Ann Mills-Griffiths is the current chair of the National League of POW/MIA Families board of directors and was asked about a potential trip to Bach Ma Mountain in 2022.

"They have a team in Vietnam as we speak doing investigations, and it's a joint team between U.S. and Vietnamese investigators," she said from their headquarters outside Washington, D.C. "We have worked on training Vietnamese personnel to be able to conduct unilateral recoveries, especially in sensitive areas where they much prefer there be no Americans running around. I know Bobby Marvin Jones is a high priority to our team."

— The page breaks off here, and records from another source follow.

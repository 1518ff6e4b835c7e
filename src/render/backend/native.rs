use gl::types::*;
use std::ffi::{c_void, CStr};
use std::ptr;

use super::{BufferTarget, GlBackend, Primitive};
use crate::render::layout::{AttribKind, VertexAttribute};
use crate::render::shaders::ShaderStage;
use crate::render::texture::{PixelFormat, SamplerSettings, TextureFilter, TextureWrap};
use crate::window::ContextError;

/// `GlBackend` over the global function pointers of the `gl` crate.
///
/// Only obtainable through [`NativeGl::load_with`], so holding one means a
/// context was current when the pointers were resolved.
#[derive(Debug)]
pub struct NativeGl {
    _loaded: (),
}

impl NativeGl {
    pub fn load_with<F>(loader: F) -> Result<Self, ContextError>
    where
        F: FnMut(&'static str) -> *const c_void,
    {
        gl::load_with(loader);

        if !gl::CreateShader::is_loaded() || !gl::GenVertexArrays::is_loaded() {
            return Err(ContextError::LoaderInitFailed);
        }

        log::info!("OpenGL function pointers loaded");
        Ok(Self { _loaded: () })
    }
}

fn stage_enum(stage: ShaderStage) -> GLenum {
    match stage {
        ShaderStage::Vertex => gl::VERTEX_SHADER,
        ShaderStage::Fragment => gl::FRAGMENT_SHADER,
    }
}

fn target_enum(target: BufferTarget) -> GLenum {
    match target {
        BufferTarget::Vertex => gl::ARRAY_BUFFER,
        BufferTarget::Index => gl::ELEMENT_ARRAY_BUFFER,
    }
}

fn primitive_enum(mode: Primitive) -> GLenum {
    match mode {
        Primitive::Triangles => gl::TRIANGLES,
    }
}

fn kind_enum(kind: AttribKind) -> GLenum {
    match kind {
        AttribKind::Float => gl::FLOAT,
        AttribKind::UnsignedByte => gl::UNSIGNED_BYTE,
        AttribKind::Int => gl::INT,
        AttribKind::UnsignedInt => gl::UNSIGNED_INT,
    }
}

fn wrap_enum(wrap: TextureWrap) -> GLint {
    (match wrap {
        TextureWrap::Repeat => gl::REPEAT,
        TextureWrap::MirroredRepeat => gl::MIRRORED_REPEAT,
        TextureWrap::ClampToEdge => gl::CLAMP_TO_EDGE,
    }) as GLint
}

fn filter_enum(filter: TextureFilter) -> GLint {
    (match filter {
        TextureFilter::Nearest => gl::NEAREST,
        TextureFilter::Linear => gl::LINEAR,
        TextureFilter::LinearMipmapLinear => gl::LINEAR_MIPMAP_LINEAR,
        TextureFilter::NearestMipmapNearest => gl::NEAREST_MIPMAP_NEAREST,
    }) as GLint
}

fn read_info_log(capacity: usize, read: impl FnOnce(GLsizei, *mut GLsizei, *mut GLchar)) -> String {
    let mut buffer = vec![0u8; capacity];
    let mut written: GLsizei = 0;
    read(capacity as GLsizei, &mut written, buffer.as_mut_ptr() as *mut GLchar);
    buffer.truncate(written.clamp(0, capacity as GLsizei) as usize);
    String::from_utf8_lossy(&buffer).into_owned()
}

impl GlBackend for NativeGl {
    fn create_shader(&self, stage: ShaderStage) -> u32 {
        unsafe { gl::CreateShader(stage_enum(stage)) }
    }

    fn shader_source(&self, shader: u32, source: &str) {
        // Explicit length, so the source needs no trailing NUL.
        let Ok(length) = GLint::try_from(source.len()) else {
            log::error!(
                "Shader {} source of {} bytes is too long to upload",
                shader,
                source.len()
            );
            return;
        };
        let pointer = source.as_ptr() as *const GLchar;
        unsafe {
            gl::ShaderSource(shader, 1, &pointer, &length);
        }
    }

    fn compile_shader(&self, shader: u32) {
        unsafe { gl::CompileShader(shader) }
    }

    fn compile_status(&self, shader: u32) -> bool {
        let mut success = 0;
        unsafe {
            gl::GetShaderiv(shader, gl::COMPILE_STATUS, &mut success);
        }
        success != 0
    }

    fn shader_info_log(&self, shader: u32, capacity: usize) -> String {
        read_info_log(capacity, |len, written, buffer| unsafe {
            gl::GetShaderInfoLog(shader, len, written, buffer);
        })
    }

    fn delete_shader(&self, shader: u32) {
        unsafe { gl::DeleteShader(shader) }
    }

    fn create_program(&self) -> u32 {
        unsafe { gl::CreateProgram() }
    }

    fn attach_shader(&self, program: u32, shader: u32) {
        unsafe { gl::AttachShader(program, shader) }
    }

    fn link_program(&self, program: u32) {
        unsafe { gl::LinkProgram(program) }
    }

    fn link_status(&self, program: u32) -> bool {
        let mut success = 0;
        unsafe {
            gl::GetProgramiv(program, gl::LINK_STATUS, &mut success);
        }
        success != 0
    }

    fn program_info_log(&self, program: u32, capacity: usize) -> String {
        read_info_log(capacity, |len, written, buffer| unsafe {
            gl::GetProgramInfoLog(program, len, written, buffer);
        })
    }

    fn delete_program(&self, program: u32) {
        unsafe { gl::DeleteProgram(program) }
    }

    fn use_program(&self, program: u32) {
        unsafe { gl::UseProgram(program) }
    }

    fn uniform_location(&self, program: u32, name: &CStr) -> i32 {
        unsafe { gl::GetUniformLocation(program, name.as_ptr()) }
    }

    fn uniform_1i(&self, location: i32, value: i32) {
        unsafe { gl::Uniform1i(location, value) }
    }

    fn gen_vertex_array(&self) -> u32 {
        let mut vao = 0;
        unsafe {
            gl::GenVertexArrays(1, &mut vao);
        }
        vao
    }

    fn bind_vertex_array(&self, vao: u32) {
        unsafe { gl::BindVertexArray(vao) }
    }

    fn delete_vertex_array(&self, vao: u32) {
        unsafe { gl::DeleteVertexArrays(1, &vao) }
    }

    fn gen_buffer(&self) -> u32 {
        let mut buffer = 0;
        unsafe {
            gl::GenBuffers(1, &mut buffer);
        }
        buffer
    }

    fn bind_buffer(&self, target: BufferTarget, buffer: u32) {
        unsafe { gl::BindBuffer(target_enum(target), buffer) }
    }

    fn buffer_data(&self, target: BufferTarget, data: &[u8]) {
        unsafe {
            gl::BufferData(
                target_enum(target),
                data.len() as GLsizeiptr,
                data.as_ptr() as *const c_void,
                gl::STATIC_DRAW,
            );
        }
    }

    fn delete_buffer(&self, buffer: u32) {
        unsafe { gl::DeleteBuffers(1, &buffer) }
    }

    fn vertex_attrib_pointer(&self, attribute: &VertexAttribute) {
        // VertexLayout::new rejects such strides; only hand-built layouts get here.
        let Ok(stride) = GLsizei::try_from(attribute.stride) else {
            log::error!(
                "Attribute {} stride {} is out of range",
                attribute.location,
                attribute.stride
            );
            return;
        };
        unsafe {
            gl::VertexAttribPointer(
                attribute.location,
                attribute.components as GLint,
                kind_enum(attribute.kind),
                if attribute.normalized { gl::TRUE } else { gl::FALSE },
                stride,
                attribute.offset as usize as *const c_void,
            );
        }
    }

    fn enable_vertex_attrib_array(&self, location: u32) {
        unsafe { gl::EnableVertexAttribArray(location) }
    }

    fn gen_texture(&self) -> u32 {
        let mut texture = 0;
        unsafe {
            gl::GenTextures(1, &mut texture);
        }
        texture
    }

    fn active_texture_unit(&self, unit: u32) {
        unsafe { gl::ActiveTexture(gl::TEXTURE0 + unit) }
    }

    fn bind_texture(&self, texture: u32) {
        unsafe { gl::BindTexture(gl::TEXTURE_2D, texture) }
    }

    fn texture_parameters(&self, sampler: &SamplerSettings) {
        unsafe {
            gl::TexParameteri(gl::TEXTURE_2D, gl::TEXTURE_WRAP_S, wrap_enum(sampler.wrap));
            gl::TexParameteri(gl::TEXTURE_2D, gl::TEXTURE_WRAP_T, wrap_enum(sampler.wrap));
            gl::TexParameteri(
                gl::TEXTURE_2D,
                gl::TEXTURE_MIN_FILTER,
                filter_enum(sampler.min_filter),
            );
            gl::TexParameteri(
                gl::TEXTURE_2D,
                gl::TEXTURE_MAG_FILTER,
                filter_enum(sampler.mag_filter),
            );
        }
    }

    fn tex_image_2d(&self, width: u32, height: u32, format: PixelFormat, pixels: &[u8]) {
        let format = match format {
            PixelFormat::Rgba => gl::RGBA,
        };
        let (Ok(gl_width), Ok(gl_height)) =
            (GLsizei::try_from(width), GLsizei::try_from(height))
        else {
            log::error!("Texture of {}x{} exceeds the GL size range", width, height);
            return;
        };
        unsafe {
            gl::TexImage2D(
                gl::TEXTURE_2D,
                0,
                format as GLint,
                gl_width,
                gl_height,
                0,
                format,
                gl::UNSIGNED_BYTE,
                pixels.as_ptr() as *const c_void,
            );
        }
    }

    fn generate_mipmap(&self) {
        unsafe { gl::GenerateMipmap(gl::TEXTURE_2D) }
    }

    fn delete_texture(&self, texture: u32) {
        unsafe { gl::DeleteTextures(1, &texture) }
    }

    fn draw_arrays(&self, mode: Primitive, first: i32, count: i32) {
        unsafe { gl::DrawArrays(primitive_enum(mode), first, count) }
    }

    fn draw_elements(&self, mode: Primitive, count: i32) {
        unsafe {
            gl::DrawElements(primitive_enum(mode), count, gl::UNSIGNED_INT, ptr::null());
        }
    }

    fn viewport(&self, x: i32, y: i32, width: i32, height: i32) {
        unsafe { gl::Viewport(x, y, width, height) }
    }

    fn clear_color(&self, color: [f32; 4]) {
        unsafe { gl::ClearColor(color[0], color[1], color[2], color[3]) }
    }

    fn clear(&self) {
        unsafe { gl::Clear(gl::COLOR_BUFFER_BIT) }
    }
}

Jones is listed on the Vietnam Veterans Memorial wall in Washington, D.C. His commendations and medals include a Purple Heart, National Defense Service Medal, Vietnam Campaign Medal, Vietnam Service Medal, Air Force Presidential Unit Citation, Vietnam Gallantry Cross and Air Force Good Conduct Medal.

According to the military, the number of Americans missing and unaccounted for from the Vietnam War is 1,584.